Aestuarium: harvesting fresh water and awards
On our planet, water is synonymous to seawater. Only 3% of the Earth’s water is fresh, and most of that is locked away in snow and ice near the poles. The world’s 8 billion people, along with their livestock and crops, must therefore rely on just 1% of all water. Seawater could provide a welcome supplement to our dwindling freshwater supplies, but it contains far too much salt. An average bucket of seawater holds two coffee mugs’ worth.
Anirudh Rajesh, an alumnus of the Maastricht Science Programme (MSP), experienced firsthand how severe freshwater shortages can be while living in Chennai, India. Despite the city’s coastal location, it faces acute water shortage every summer. “We would get just one hour of undrinkable water per day,” he recalls. Today, Anirudh is CEO of Aestuarium, a startup company based at the Chemelot Campus, that uses bacteria to extract salt from seawater.
Bacteria at work
Desalinating seawater is an energy-intensive and costly process, typically achieved through evaporation or reverse osmosis. In 2022, a group of students at Maastricht University’s Faculty of Science and Engineering proposed a more sustainable and affordable alternative.

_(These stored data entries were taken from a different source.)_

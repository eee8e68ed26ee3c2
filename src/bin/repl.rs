use std::cell::RefCell;
use std::rc::Rc;

use rustyline::error::ReadlineError;
use rustyline::highlight::{CmdKind, Highlighter};
use rustyline::validate::{ValidationContext, ValidationResult, Validator};
use rustyline::{Cmd, Completer, Context, Editor, EventHandler, KeyCode, KeyEvent, Modifiers};
use rustyline::{Helper, Highlighter, Hinter, Validator};
use slip::TokenKind;
use slip::{
    Environment,
    evaluator::evaluate,
    lexer::tokenize,
    parser::parse_str,
    reader::read,
};

struct SlipCompleter {
    env: Rc<RefCell<Environment>>,
}

impl SlipCompleter {
    fn new(env: Rc<RefCell<Environment>>) -> Self {
        SlipCompleter { env }
    }
}

impl rustyline::completion::Completer for SlipCompleter {
    type Candidate = String;
    fn complete(
        &self,
        line: &str,
        pos: usize,
        _ctx: &Context<'_>,
    ) -> rustyline::Result<(usize, Vec<String>)> {
        Ok((
            pos,
            match tokenize(&line[..pos]) {
                Ok(tokens) => {
                    if let Some(TokenKind::Symbol(prefix)) = tokens.last().map(|t| t.kind.clone()) {
                        // Candidates are everything bound anywhere in the
                        // environment chain, builtins included.
                        self.env
                            .borrow()
                            .get_identifiers()
                            .iter()
                            .filter_map(|id| {
                                id.strip_prefix(&prefix).map(|rest| rest.to_string())
                            })
                            .collect()
                    } else {
                        vec![]
                    }
                }
                Err(_) => vec![],
            },
        ))
    }
}

#[derive(Completer, Helper, Highlighter, Hinter, Validator)]
struct InputValidator {
    #[rustyline(Validator)]
    validator: SlipValidator,
    #[rustyline(Highlighter)]
    highlighter: SlipHighlighter,
    #[rustyline(Completer)]
    completer: SlipCompleter,
}

struct SlipValidator;

impl Validator for SlipValidator {
    fn validate(&self, ctx: &mut ValidationContext) -> rustyline::Result<ValidationResult> {
        let input = ctx.input();
        let mut stack = Vec::new();

        for (i, c) in input.chars().enumerate() {
            match c {
                '(' | '{' => {
                    stack.push((c, i));
                }
                ')' | '}' => {
                    if let Some((opening, _)) = stack.pop() {
                        if !((opening == '(' && c == ')') || (opening == '{' && c == '}')) {
                            return Ok(ValidationResult::Invalid(Some(format!(
                                "  - Unmatched '{}' at position {}",
                                c, i
                            ))));
                        }
                    } else {
                        return Ok(ValidationResult::Invalid(Some(format!(
                            "  - Unmatched '{}' at position {}",
                            c, i
                        ))));
                    }
                }
                _ => {}
            }
        }

        if stack.is_empty() {
            Ok(ValidationResult::Valid(None))
        } else {
            // Open brackets remain: let the user keep typing on a new line
            Ok(ValidationResult::Incomplete)
        }
    }
}

struct SlipHighlighter;

impl Highlighter for SlipHighlighter {
    fn highlight<'l>(&self, line: &'l str, pos: usize) -> std::borrow::Cow<'l, str> {
        let mut stack: Vec<(char, usize)> = Vec::new();
        let mut highlighted = String::new();
        let cursor = pos.checked_sub(1);

        for (i, c) in line.chars().enumerate() {
            match c {
                '(' | '{' => {
                    stack.push((c, highlighted.len()));
                    highlighted.push(c);
                }
                ')' | '}' => {
                    if let Some((opening, matching_pos)) = stack.pop() {
                        if (opening == '(' && c == ')') || (opening == '{' && c == '}') {
                            if cursor == Some(matching_pos) || cursor == Some(i) {
                                highlighted.push_str(&format!("\x1b[34m{}\x1b[0m", c)); // Blue for matching brackets
                                highlighted.replace_range(
                                    matching_pos..=matching_pos,
                                    &format!("\x1b[1;34m{}\x1b[0m", opening),
                                );
                            } else {
                                highlighted.push(c);
                            }
                        } else {
                            highlighted.push_str(&format!("\x1b[31m{}\x1b[0m", c)); // Red for mismatched brackets
                            highlighted.replace_range(
                                matching_pos..=matching_pos,
                                &format!("\x1b[1;31m{}\x1b[0m", opening),
                            );
                        }
                    } else {
                        highlighted.push_str(&format!("\x1b[31m{}\x1b[0m", c)); // Red for unmatched closing brackets
                    }
                }
                _ => {
                    highlighted.push(c);
                }
            }
        }

        std::borrow::Cow::Owned(highlighted)
    }

    fn highlight_char(&self, _line: &str, _pos: usize, _kind: CmdKind) -> bool {
        true
    }
}

fn main() -> rustyline::Result<()> {
    println!("Slip version 0.1.0");
    println!("Type 'exit' or press Ctrl-D to quit.");

    let global_env = Environment::new_global_populated();
    let h = InputValidator {
        validator: SlipValidator,
        highlighter: SlipHighlighter,
        completer: SlipCompleter::new(global_env.clone()),
    };
    let config = rustyline::config::Config::builder()
        .edit_mode(rustyline::EditMode::Vi)
        .build();
    let mut rl = Editor::with_config(config)?;
    rl.set_helper(Some(h));
    rl.bind_sequence(
        KeyEvent(KeyCode::Char('s'), Modifiers::CTRL),
        EventHandler::Simple(Cmd::Newline),
    );
    if rl.load_history("slip_history.txt").is_err() {
        println!("No previous history.");
    }

    loop {
        let readline = rl.readline("slip> ");
        match readline {
            Ok(line) => {
                rl.add_history_entry(line.as_str())?;
                let trimmed_input = line.trim();
                if trimmed_input.is_empty() {
                    continue;
                }
                if trimmed_input.eq_ignore_ascii_case("exit") {
                    break;
                }

                match parse_str(trimmed_input) {
                    Ok(ast) => {
                        // Whatever comes back is printed, error values included
                        println!("{}", evaluate(&global_env, read(&ast)));
                    }
                    Err(parse_err) => {
                        parse_err.pretty_print(trimmed_input);
                    }
                }
            }
            Err(ReadlineError::Interrupted) => {
                // Ctrl-C
                println!("Interrupted. Type 'exit' or Ctrl-D to quit.");
            }
            Err(ReadlineError::Eof) => {
                // Ctrl-D
                println!("\nExiting.");
                break;
            }
            Err(err) => {
                eprintln!("Readline Error: {:?}", err);
                break;
            }
        }
    }
    rl.save_history("slip_history.txt")
}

With guidance from their supervisor, Erik Steen Redeker, they discovered that researchers had previously used bacteria to remove 20% of the salt from seawater, yet even then, a bucket of water would still contain over a mug and a half of salt. The team was determined to improve on this.
In the MSP laboratory, the students engineered bacteria to absorb and retain more salt within their cells. “Through genetic modification, we introduce proteins that enable the bacteria to draw salt from their surroundings,” explains Anirudh. “We then ensure the bacteria retain the salt until we prompt them to release it.”
50% less salt, 80% less energy
The young researchers have since achieved a breakthrough: their bacteria can now remove nearly half of the salt from seawater. “Completely removing all of it isn’t feasible,” Anirudh admits. “Our goal is to pre-treat the water so that traditional desalination methods can then produce freshwater with 80% less energy.”
Bridging science and entrepreneurship
Four members of the original student team, joined by two alumni of the Maastricht Science Programme and the master’s programme Financial Economics, went on to establish Aestuarium as an independent company in 2023. “Roy Broersma from the Center for Entrepreneurship and Innovation was instrumental in helping us bridge the gap between scientific research and business,” Anirudh notes.
The Future
Thanks to numerous awards (see box) and several grants, Anirudh, his team, and ten interns are now developing a prototype capable of processing 50 litres of seawater per day. Scaling up to 1,000 and 10,000 litres per day is already in the pipeline, with plans to eventually build a full-scale demonstration plant. If Aestuarium’s bacteria perform as hoped and the team continues to excel both scientifically and commercially, residents of Chennai and other water-scarce regions may in the future drink clean water that sprang from an idea born at Maastricht University.